Commentary

Commentary: Denial doesn’t change the truth about racism in New Hampshire

April 15, 2021 6:00 am
A protest in Georgia against racial injustice.

Demonstrators marched in Decatur, Georgia, last summer to protest racial injustice and police brutality. New Hampshire’s HB 544 on “divisive topics” would essentially ban teachers from discussing systemic racism in classrooms. (Jill Nolin | Georgia Recorder)

“I don’t see race.” How many times have you heard this phrase from well-meaning white people? 

It sounds ideal, doesn’t it? A person saying this generally means that when meeting and getting to know people, she ascribes no racial stereotypes to their characters. She takes only their personalities into account when forming friendships, assesses only professionally relevant traits if that is the context for their meeting. She’s not saying she literally doesn’t see race, of course. If you ask her the actual color of a lunch partner’s skin, she is able to answer the question. What she wants you to know when she says “I don’t see race” is that she does not make race-based judgments. In short, she’s telling you she’s not a racist. 

The problem with an individual saying “I don’t see race,” however, is that he’s not seeing the truth. If you don’t see race, you don’t see the whole person standing in front of you, including her heritage and her culture. A white person saying “I don’t see race” is saying “I don’t see you.” He, a white person, is choosing to erase part of that person’s identity – an identity of which she may be quite proud. And dismissing the value of someone else’s racial identity is not a white person’s choice to make.

Telling a person of color “I don’t see you” also ignores the aspects of her life that necessarily exist in response to white oppression. It doesn’t matter if you believe in white oppression or not; it’s both a historical and a current fact. If you listen to people of color – and in a conversation about race, you should – you will begin to understand how this oppression is happening now. Asian Americans, for example, continually endure a litany of “Where are you really from?” that clearly implies they are not sufficiently American. The discomfort those questions impose have transformed into fear due to the elevated violence of the past 14 months. “The talk” Black parents have with their sons is not a single conversation, but a lifelong, reality-based fear that their young adult kids will face unavoidable death at the hands of white law enforcement. That fear changes behavior and creates painful scars. 

Individuals trying not to see race sweep all of this out of their sight. But the state of New Hampshire is also trying not to see race, and it’s doing so with motivations that are considerably less benign.

New Hampshire’s population is 89.8 percent non-Hispanic white. If you’re not a person of color, it’s possible to go months without giving any thought at all to racism, especially if you want to believe that it isn’t much of a problem here. But our demographic composition hardly insulates us from racism. It just makes it easier for some people to pretend that racism isn’t systemic; rather, it comes from just a few societal outliers who don’t represent “the New Hampshire way.”
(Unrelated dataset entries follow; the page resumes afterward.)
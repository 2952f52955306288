//! The cluster-means transform pipeline.
//!
//! Turns a cluster dataset into a new point dataset of per-cluster
//! statistics, in five steps: index validation, candidate-source
//! resolution, external selection, per-cluster aggregation, and output
//! assembly with an all-or-nothing publish.
//!
//! # Key Types
//!
//! - [`ClusterMeansTransform`]: the orchestrator
//! - [`TransformParams`] / [`DegenerateClusterPolicy`]: run configuration
//! - [`IndexCensus`]: validated index-space summary
//! - [`ClusterStatistics`]: per-cluster mean and standard deviation
//! - [`AssembledOutput`]: output buffer plus selection mapping
//! - [`TransformError`]: error type for pipeline failures

pub mod aggregate;
pub mod assembler;
pub mod error;
pub mod params;
pub mod pipeline;
pub mod resolver;
pub mod validator;

pub use aggregate::{compute_all, compute_statistics, ClusterStatistics};
pub use assembler::{assemble_per_cluster, assemble_per_parent_point, AssembledOutput};
pub use error::TransformError;
pub use params::{transform_defaults, DegenerateClusterPolicy, TransformParams};
pub use pipeline::ClusterMeansTransform;
pub use resolver::find_candidates;
pub use validator::{validate_indices, IndexCensus};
That view of our state is a whitewashed one. If you doubt this, talk to children of color and their families. (Full disclosure: I am white, but my family is multiracial.) Ask them about their experiences at school: teachers who hear kids mocking other kids or adults of color on the playground or in the classroom, but say nothing in response; Black kids called the “n” word; adults who repeatedly refer to all the Asian kids in a class or grade by each others’ names; and so on. These are everyday occurrences in school districts in New Hampshire, but they are rarely discussed outside of the homes of people of color or anti-racist organizations. Ask adults of color about comments aimed at them in the community at large.

State leadership in the hands of the GOP has made clear exactly where it stands when it comes to support for New Hampshire residents of color. It’s bad enough that Speaker of the House Sherman Packard has allowed Reps. Jim Spillane and Dawn Johnson to post racist (and anti-Semitic) bile without consequence. Now House Republicans have attached the shameful “divisive concepts” bill, HB 544, to the budget, which would effectively make it illegal to teach about systemic racism, slavery, and Japanese internment camps during World War II. Employers with state contracts would be forbidden from conducting diversity training of any kind. What does this say to children and adults of color in New Hampshire? 

It says the levers of state government do not see them. It says that New Hampshire government ignores their truth and has no intention of addressing the very real racism in our state. 

It consigns the lived experience of New Hampshire’s residents of color to the back of a Granite State bus.

It’s crucial to understand that racism is not merely historical. It is in New Hampshire today, and it is most certainly systemic. Further, if you are white, like I am, it is a privilege to go through life without being weighed down by its burdens. Acknowledging this does not make you a bad person. You can be well-meaning and enjoy white privilege. You can have a hard life and still have white privilege. It doesn’t mean you haven’t suffered for other reasons. It just means that there is a very real, omnipresent, and hurtful cast to some people’s lives that you do not bear because of the color of your skin.

If that feels like an uncomfortable acknowledgement, that’s OK. A little discomfort is a small price to pay to achieve empathy and respect for people of color, and that’s the first step toward breaking down systemic racism. 

See race. Feel empathy. Only then can systemic racism in our lives and in our state truly begin to change.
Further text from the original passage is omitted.